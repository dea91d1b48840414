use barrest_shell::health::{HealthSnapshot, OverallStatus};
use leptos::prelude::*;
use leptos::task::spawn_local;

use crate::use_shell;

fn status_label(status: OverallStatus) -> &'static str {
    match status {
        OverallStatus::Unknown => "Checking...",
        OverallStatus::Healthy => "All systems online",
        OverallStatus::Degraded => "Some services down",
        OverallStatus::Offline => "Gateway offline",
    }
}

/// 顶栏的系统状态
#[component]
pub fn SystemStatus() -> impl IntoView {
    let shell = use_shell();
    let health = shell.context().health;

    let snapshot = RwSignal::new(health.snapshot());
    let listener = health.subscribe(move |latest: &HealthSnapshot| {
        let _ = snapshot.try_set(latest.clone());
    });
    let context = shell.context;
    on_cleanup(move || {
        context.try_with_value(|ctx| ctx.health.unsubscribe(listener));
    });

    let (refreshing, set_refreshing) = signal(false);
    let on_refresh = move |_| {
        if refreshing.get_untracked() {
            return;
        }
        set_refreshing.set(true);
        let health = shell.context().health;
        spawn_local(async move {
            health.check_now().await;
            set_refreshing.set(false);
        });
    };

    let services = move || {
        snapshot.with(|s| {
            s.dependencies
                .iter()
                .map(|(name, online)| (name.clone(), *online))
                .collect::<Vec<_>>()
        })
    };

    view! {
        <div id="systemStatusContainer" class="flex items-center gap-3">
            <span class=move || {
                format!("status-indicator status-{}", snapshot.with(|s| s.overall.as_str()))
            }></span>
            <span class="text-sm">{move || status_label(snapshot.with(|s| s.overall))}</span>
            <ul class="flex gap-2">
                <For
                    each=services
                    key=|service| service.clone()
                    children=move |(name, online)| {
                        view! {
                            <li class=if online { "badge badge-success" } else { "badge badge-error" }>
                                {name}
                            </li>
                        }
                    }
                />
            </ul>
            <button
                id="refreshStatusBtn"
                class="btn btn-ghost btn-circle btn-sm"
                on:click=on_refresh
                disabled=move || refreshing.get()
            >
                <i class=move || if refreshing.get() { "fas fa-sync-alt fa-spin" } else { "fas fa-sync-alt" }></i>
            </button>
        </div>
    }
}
...
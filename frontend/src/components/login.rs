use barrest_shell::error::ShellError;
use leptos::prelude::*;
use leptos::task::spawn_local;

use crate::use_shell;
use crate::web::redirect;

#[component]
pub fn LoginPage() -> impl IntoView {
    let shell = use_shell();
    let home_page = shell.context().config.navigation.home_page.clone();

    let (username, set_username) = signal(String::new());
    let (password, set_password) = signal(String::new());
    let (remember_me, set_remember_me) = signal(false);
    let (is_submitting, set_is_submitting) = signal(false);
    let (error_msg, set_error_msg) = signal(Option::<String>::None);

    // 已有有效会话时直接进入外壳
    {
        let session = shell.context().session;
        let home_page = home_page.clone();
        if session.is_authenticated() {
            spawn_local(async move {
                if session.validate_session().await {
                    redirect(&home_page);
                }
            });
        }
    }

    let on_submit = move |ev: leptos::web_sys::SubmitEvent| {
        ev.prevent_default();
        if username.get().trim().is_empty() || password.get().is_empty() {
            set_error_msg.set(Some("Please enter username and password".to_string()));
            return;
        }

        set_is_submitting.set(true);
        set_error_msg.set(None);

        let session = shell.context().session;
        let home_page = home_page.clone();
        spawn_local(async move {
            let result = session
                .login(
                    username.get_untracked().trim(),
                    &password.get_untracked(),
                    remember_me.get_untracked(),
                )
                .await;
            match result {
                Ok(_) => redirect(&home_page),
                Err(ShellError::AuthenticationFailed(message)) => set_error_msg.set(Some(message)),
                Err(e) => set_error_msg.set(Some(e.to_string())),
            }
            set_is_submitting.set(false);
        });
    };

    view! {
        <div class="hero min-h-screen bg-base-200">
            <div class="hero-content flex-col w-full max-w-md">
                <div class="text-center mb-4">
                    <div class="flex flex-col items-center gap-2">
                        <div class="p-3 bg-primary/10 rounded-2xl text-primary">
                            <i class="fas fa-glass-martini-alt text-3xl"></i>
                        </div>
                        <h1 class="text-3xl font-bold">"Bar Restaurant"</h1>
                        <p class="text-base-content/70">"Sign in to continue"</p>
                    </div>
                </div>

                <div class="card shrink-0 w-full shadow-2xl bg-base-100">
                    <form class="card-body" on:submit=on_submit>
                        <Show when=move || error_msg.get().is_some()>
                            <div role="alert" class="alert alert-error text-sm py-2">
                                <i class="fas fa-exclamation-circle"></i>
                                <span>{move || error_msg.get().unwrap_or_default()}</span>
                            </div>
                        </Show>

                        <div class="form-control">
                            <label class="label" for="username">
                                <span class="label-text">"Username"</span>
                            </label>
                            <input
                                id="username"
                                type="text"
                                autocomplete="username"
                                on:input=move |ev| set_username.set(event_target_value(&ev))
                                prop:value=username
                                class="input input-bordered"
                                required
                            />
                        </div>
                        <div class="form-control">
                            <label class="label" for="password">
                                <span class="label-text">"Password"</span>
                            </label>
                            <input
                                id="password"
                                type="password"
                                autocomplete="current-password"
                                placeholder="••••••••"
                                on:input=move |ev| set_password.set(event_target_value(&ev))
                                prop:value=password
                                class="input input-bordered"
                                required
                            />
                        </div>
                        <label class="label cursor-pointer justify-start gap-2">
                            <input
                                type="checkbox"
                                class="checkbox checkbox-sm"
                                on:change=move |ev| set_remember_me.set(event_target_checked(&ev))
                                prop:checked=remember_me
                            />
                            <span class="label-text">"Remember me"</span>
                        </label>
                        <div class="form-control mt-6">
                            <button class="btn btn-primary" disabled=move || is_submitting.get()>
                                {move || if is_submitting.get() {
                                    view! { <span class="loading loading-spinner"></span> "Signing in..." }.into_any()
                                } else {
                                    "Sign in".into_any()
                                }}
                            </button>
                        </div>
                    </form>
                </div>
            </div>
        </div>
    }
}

Your task: Return every line of the listing above that contains "items".

Solution for this problem:
        <div id="systemStatusContainer" class="flex items-center gap-3">
                    <div class="flex flex-col items-center gap-2">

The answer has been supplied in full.